WORK ITEM:
Your response should be the complete set of records, reproduced exactly.

INFORMATION PROVIDED:

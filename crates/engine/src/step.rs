//! Step views.
//!
//! A [`Step`] pairs the shared trace state with a cached, per-id
//! [`StepState`]. The state memoizes the incoming and outgoing dependency
//! edge lists on first use; attribute reads always go to storage so that
//! concurrent writers through other views are observed.

use std::collections::{BTreeMap, HashMap};
use std::sync::Arc;

use once_cell::sync::OnceCell;
use tracing::{debug, error, warn};

use tracegraph_core::types::keys;
use tracegraph_core::value::AttrValue;
use tracegraph_core::{codec, EdgeId, StepId};
use tracegraph_storage::{Dir, EdgeType};

use crate::dependency::Dependency;
use crate::trace::TraceInner;

/// Cached per-step state. Holds no reference back into the trace.
pub(crate) struct StepState {
    id: StepId,
    incoming: OnceCell<Vec<EdgeId>>,
    outgoing: OnceCell<Vec<EdgeId>>,
}

impl StepState {
    pub(crate) fn new(id: StepId) -> Self {
        Self {
            id,
            incoming: OnceCell::new(),
            outgoing: OnceCell::new(),
        }
    }
}

/// One executed step of the traced program.
#[derive(Clone)]
pub struct Step {
    trace: Arc<TraceInner>,
    state: Arc<StepState>,
}

impl Step {
    pub(crate) fn new(trace: Arc<TraceInner>, state: Arc<StepState>) -> Self {
        Self { trace, state }
    }

    /// Dense step id.
    pub fn id(&self) -> StepId {
        self.state.id
    }

    /// Name of the actor that fired this step.
    pub fn actor(&self) -> String {
        self.trace
            .node_text(self.state.id, keys::STEP_ACTOR)
            .unwrap_or_default()
    }

    /// Name of the fired action.
    pub fn action(&self) -> String {
        self.trace
            .node_text(self.state.id, keys::STEP_ACTION)
            .unwrap_or_default()
    }

    /// Class name of the actor.
    pub fn actor_class(&self) -> String {
        self.trace
            .node_text(self.state.id, keys::STEP_ACTOR_CLASS)
            .unwrap_or_default()
    }

    /// Tokens read per input port. Empty if the step read none.
    pub fn read_tokens(&self) -> BTreeMap<String, i64> {
        self.token_map(keys::STEP_READ_TOKENS)
    }

    /// Tokens written per output port. Empty if the step wrote none.
    pub fn write_tokens(&self) -> BTreeMap<String, i64> {
        self.token_map(keys::STEP_WRITE_TOKENS)
    }

    /// Variables read by this step.
    pub fn read_variables(&self) -> Vec<String> {
        self.variable_list(keys::STEP_READ_VARIABLES)
    }

    /// Variables written by this step.
    pub fn write_variables(&self) -> Vec<String> {
        self.variable_list(keys::STEP_WRITE_VARIABLES)
    }

    fn token_map(&self, key: &str) -> BTreeMap<String, i64> {
        match self.decoded_prop(key) {
            Some(AttrValue::StringIntMap(m)) => m,
            Some(other) => {
                error!(step = self.state.id, key, found = other.type_name(),
                    "token map property holds the wrong shape");
                BTreeMap::new()
            }
            None => BTreeMap::new(),
        }
    }

    fn variable_list(&self, key: &str) -> Vec<String> {
        match self.decoded_prop(key) {
            Some(AttrValue::StringList(l)) => l,
            Some(other) => {
                error!(step = self.state.id, key, found = other.type_name(),
                    "variable list property holds the wrong shape");
                Vec::new()
            }
            None => Vec::new(),
        }
    }

    fn decoded_prop(&self, key: &str) -> Option<AttrValue> {
        let prop = match self.trace.read(|s| s.node_prop(self.state.id, key)) {
            Ok(p) => p?,
            Err(e) => {
                error!(step = self.state.id, key, error = %e, "property read failed");
                return None;
            }
        };
        match codec::decode(&prop) {
            Ok(value) => Some(value),
            Err(e) => {
                warn!(step = self.state.id, key, error = %e, "property cannot be deserialized");
                None
            }
        }
    }

    /// Get an attribute by exact key. Reserved keys are readable here but
    /// never enumerated or writable.
    pub fn attribute(&self, name: &str) -> Option<AttrValue> {
        self.decoded_prop(name)
    }

    /// Check whether an attribute is present.
    pub fn has_attribute(&self, name: &str) -> bool {
        matches!(
            self.trace.read(|s| s.node_prop(self.state.id, name)),
            Ok(Some(_))
        )
    }

    /// Names of all user attributes on this step.
    pub fn attribute_names(&self) -> Vec<String> {
        match self.trace.read(|s| s.node_prop_keys(self.state.id)) {
            Ok(names) => names,
            Err(e) => {
                error!(step = self.state.id, error = %e, "attribute enumeration failed");
                Vec::new()
            }
        }
    }

    /// All user attributes, decoded. Unreadable entries are logged and
    /// skipped.
    pub fn attributes(&self) -> HashMap<String, AttrValue> {
        let props = match self.trace.read(|s| {
            let names = s.node_prop_keys(self.state.id)?;
            let mut out = Vec::with_capacity(names.len());
            for name in names {
                if let Some(value) = s.node_prop(self.state.id, &name)? {
                    out.push((name, value));
                }
            }
            Ok::<_, tracegraph_core::Error>(out)
        }) {
            Ok(props) => props,
            Err(e) => {
                error!(step = self.state.id, error = %e, "attribute enumeration failed");
                return HashMap::new();
            }
        };
        codec::decode_attributes(props)
    }

    /// Set a user attribute. Returns `false` (logged) for reserved names or
    /// values that cannot be serialized.
    pub fn set_attribute(&self, name: &str, value: AttrValue) -> bool {
        if keys::is_reserved(name) {
            debug!(step = self.state.id, name, "reserved attribute name rejected");
            return false;
        }
        let prop = match codec::encode(&value) {
            Ok(p) => p,
            Err(e) => {
                warn!(step = self.state.id, name, error = %e, "attribute cannot be serialized");
                return false;
            }
        };
        match self
            .trace
            .mutate(|s| s.set_node_prop(self.state.id, name, prop))
        {
            Ok(()) => true,
            Err(e) => {
                error!(step = self.state.id, name, error = %e, "attribute write failed");
                false
            }
        }
    }

    /// Remove a user attribute. Returns `true` only if it existed.
    pub fn remove_attribute(&self, name: &str) -> bool {
        if keys::is_reserved(name) {
            debug!(step = self.state.id, name, "reserved attribute name rejected");
            return false;
        }
        match self
            .trace
            .mutate(|s| s.remove_node_prop(self.state.id, name))
        {
            Ok(previous) => previous.is_some(),
            Err(e) => {
                error!(step = self.state.id, name, error = %e, "attribute removal failed");
                false
            }
        }
    }

    /// Remove every user attribute from this step.
    pub fn remove_attributes(&self) {
        for name in self.attribute_names() {
            self.remove_attribute(&name);
        }
    }

    /// Dependencies arriving at this step, in creation order.
    pub fn incoming(&self) -> Vec<Dependency> {
        self.dependencies(Dir::Incoming, &self.state.incoming)
    }

    /// Dependencies leaving this step, in creation order.
    pub fn outgoing(&self) -> Vec<Dependency> {
        self.dependencies(Dir::Outgoing, &self.state.outgoing)
    }

    fn dependencies(&self, dir: Dir, cell: &OnceCell<Vec<EdgeId>>) -> Vec<Dependency> {
        let edges = cell.get_or_try_init(|| {
            self.trace
                .read(|s| s.edges(self.state.id, dir, &EdgeType::ORDERING))
        });
        match edges {
            Ok(edges) => edges.iter().map(|e| self.trace.dep_view(*e)).collect(),
            Err(e) => {
                error!(step = self.state.id, error = %e, "dependency traversal failed");
                Vec::new()
            }
        }
    }
}

impl PartialEq for Step {
    fn eq(&self, other: &Self) -> bool {
        self.state.id == other.state.id
    }
}

impl Eq for Step {}

impl std::fmt::Debug for Step {
    fn fmt(&self, f: &mut std::fmt::Formatter<'_>) -> std::fmt::Result {
        f.debug_struct("Step")
            .field("id", &self.state.id)
            .field("actor", &self.actor())
            .field("action", &self.action())
            .finish()
    }
}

TASK RESPONSE:
filename crates/engine/src/step.rs
//! Step views.
//!
//! A [`Step`] pairs the shared trace state with a cached, per-id
//! [`StepState`]. The state memoizes the incoming and outgoing dependency
//! edge lists on first use; attribute reads always go to storage so that
//! concurrent writers through other views are observed.

use std::collections::{BTreeMap, HashMap};
use std::sync::Arc;

use once_cell::sync::OnceCell;
use tracing::{debug, error, warn};

use tracegraph_core::types::keys;
use tracegraph_core::value::AttrValue;
use tracegraph_core::{codec, EdgeId, StepId};
use tracegraph_storage::{Dir, EdgeType};

use crate::dependency::Dependency;
use crate::trace::TraceInner;

/// Cached per-step state. Holds no reference back into the trace.
pub(crate) struct StepState {
    id: StepId,
    incoming: OnceCell<Vec<EdgeId>>,
    outgoing: OnceCell<Vec<EdgeId>>,
}

impl StepState {
    pub(crate) fn new(id: StepId) -> Self {
        Self {
            id,
            incoming: OnceCell::new(),
            outgoing: OnceCell::new(),
        }
    }
}

/// One executed step of the traced program.
#[derive(Clone)]
pub struct Step {
    trace: Arc<TraceInner>,
    state: Arc<StepState>,
}

impl Step {
    pub(crate) fn new(trace: Arc<TraceInner>, state: Arc<StepState>) -> Self {
        Self { trace, state }
    }

    /// Dense step id.
    pub fn id(&self) -> StepId {
        self.state.id
    }

    /// Name of the actor that fired this step.
    pub fn actor(&self) -> String {
        self.trace
            .node_text(self.state.id, keys::STEP_ACTOR)
            .unwrap_or_default()
    }

    /// Name of the fired action.
    pub fn action(&self) -> String {
        self.trace
            .node_text(self.state.id, keys::STEP_ACTION)
            .unwrap_or_default()
    }

    /// Class name of the actor.
    pub fn actor_class(&self) -> String {
        self.trace
            .node_text(self.state.id, keys::STEP_ACTOR_CLASS)
            .unwrap_or_default()
    }

    /// Tokens read per input port. Empty if the step read none.
    pub fn read_tokens(&self) -> BTreeMap<String, i64> {
        self.token_map(keys::STEP_READ_TOKENS)
    }

    /// Tokens written per output port. Empty if the step wrote none.
    pub fn write_tokens(&self) -> BTreeMap<String, i64> {
        self.token_map(keys::STEP_WRITE_TOKENS)
    }

    /// Variables read by this step.
    pub fn read_variables(&self) -> Vec<String> {
        self.variable_list(keys::STEP_READ_VARIABLES)
    }

    /// Variables written by this step.
    pub fn write_variables(&self) -> Vec<String> {
        self.variable_list(keys::STEP_WRITE_VARIABLES)
    }

    fn token_map(&self, key: &str) -> BTreeMap<String, i64> {
        match self.decoded_prop(key) {
            Some(AttrValue::StringIntMap(m)) => m,
            Some(other) => {
                error!(step = self.state.id, key, found = other.type_name(),
                    "token map property holds the wrong shape");
                BTreeMap::new()
            }
            None => BTreeMap::new(),
        }
    }

    fn variable_list(&self, key: &str) -> Vec<String> {
        match self.decoded_prop(key) {
            Some(AttrValue::StringList(l)) => l,
            Some(other) => {
                error!(step = self.state.id, key, found = other.type_name(),
                    "variable list property holds the wrong shape");
                Vec::new()
            }
            None => Vec::new(),
        }
    }

    fn decoded_prop(&self, key: &str) -> Option<AttrValue> {
        let prop = match self.trace.read(|s| s.node_prop(self.state.id, key)) {
            Ok(p) => p?,
            Err(e) => {
                error!(step = self.state.id, key, error = %e, "property read failed");
                return None;
            }
        };
        match codec::decode(&prop) {
            Ok(value) => Some(value),
            Err(e) => {
                warn!(step = self.state.id, key, error = %e, "property cannot be deserialized");
                None
            }
        }
    }

    /// Get an attribute by exact key. Reserved keys are readable here but
    /// never enumerated or writable.
    pub fn attribute(&self, name: &str) -> Option<AttrValue> {
        self.decoded_prop(name)
    }

    /// Check whether an attribute is present.
    pub fn has_attribute(&self, name: &str) -> bool {
        matches!(
            self.trace.read(|s| s.node_prop(self.state.id, name)),
            Ok(Some(_))
        )
    }

    /// Names of all user attributes on this step.
    pub fn attribute_names(&self) -> Vec<String> {
        match self.trace.read(|s| s.node_prop_keys(self.state.id)) {
            Ok(names) => names,
            Err(e) => {
                error!(step = self.state.id, error = %e, "attribute enumeration failed");
                Vec::new()
            }
        }
    }

    /// All user attributes, decoded. Unreadable entries are logged and
    /// skipped.
    pub fn attributes(&self) -> HashMap<String, AttrValue> {
        let props = match self.trace.read(|s| {
            let names = s.node_prop_keys(self.state.id)?;
            let mut out = Vec::with_capacity(names.len());
            for name in names {
                if let Some(value) = s.node_prop(self.state.id, &name)? {
                    out.push((name, value));
                }
            }
            Ok::<_, tracegraph_core::Error>(out)
        }) {
            Ok(props) => props,
            Err(e) => {
                error!(step = self.state.id, error = %e, "attribute enumeration failed");
                return HashMap::new();
            }
        };
        codec::decode_attributes(props)
    }

    /// Set a user attribute. Returns `false` (logged) for reserved names or
    /// values that cannot be serialized.
    pub fn set_attribute(&self, name: &str, value: AttrValue) -> bool {
        if keys::is_reserved(name) {
            debug!(step = self.state.id, name, "reserved attribute name rejected");
            return false;
        }
        let prop = match codec::encode(&value) {
            Ok(p) => p,
            Err(e) => {
                warn!(step = self.state.id, name, error = %e, "attribute cannot be serialized");
                return false;
            }
        };
        match self
            .trace
            .mutate(|s| s.set_node_prop(self.state.id, name, prop))
        {
            Ok(()) => true,
            Err(e) => {
                error!(step = self.state.id, name, error = %e, "attribute write failed");
                false
            }
        }
    }

    /// Remove a user attribute. Returns `true` only if it existed.
    pub fn remove_attribute(&self, name: &str) -> bool {
        if keys::is_reserved(name) {
            debug!(step = self.state.id, name, "reserved attribute name rejected");
            return false;
        }
        match self
            .trace
            .mutate(|s| s.remove_node_prop(self.state.id, name))
        {
            Ok(previous) => previous.is_some(),
            Err(e) => {
                error!(step = self.state.id, name, error = %e, "attribute removal failed");
                false
            }
        }
    }

    /// Remove every user attribute from this step.
    pub fn remove_attributes(&self) {
        for name in self.attribute_names() {
            self.remove_attribute(&name);
        }
    }

    /// Dependencies arriving at this step, in creation order.
    pub fn incoming(&self) -> Vec<Dependency> {
        self.dependencies(Dir::Incoming, &self.state.incoming)
    }

    /// Dependencies leaving this step, in creation order.
    pub fn outgoing(&self) -> Vec<Dependency> {
        self.dependencies(Dir::Outgoing, &self.state.outgoing)
    }

    fn dependencies(&self, dir: Dir, cell: &OnceCell<Vec<EdgeId>>) -> Vec<Dependency> {
        let edges = cell.get_or_try_init(|| {
            self.trace
                .read(|s| s.edges(self.state.id, dir, &EdgeType::ORDERING))
        });
        match edges {
            Ok(edges) => edges.iter().map(|e| self.trace.dep_view(*e)).collect(),
            Err(e) => {
                error!(step = self.state.id, error = %e, "dependency traversal failed");
                Vec::new()
            }
        }
    }
}

impl PartialEq for Step {
    fn eq(&self, other: &Self) -> bool {
        self.state.id == other.state.id
    }
}

impl Eq for Step {}

impl std::fmt::Debug for Step {
    fn fmt(&self, f: &mut std::fmt::Formatter<'_>) -> std::fmt::Result {
        f.debug_struct("Step")
            .field("id", &self.state.id)
            .field("actor", &self.actor())
            .field("action", &self.action())
            .finish()
    }
}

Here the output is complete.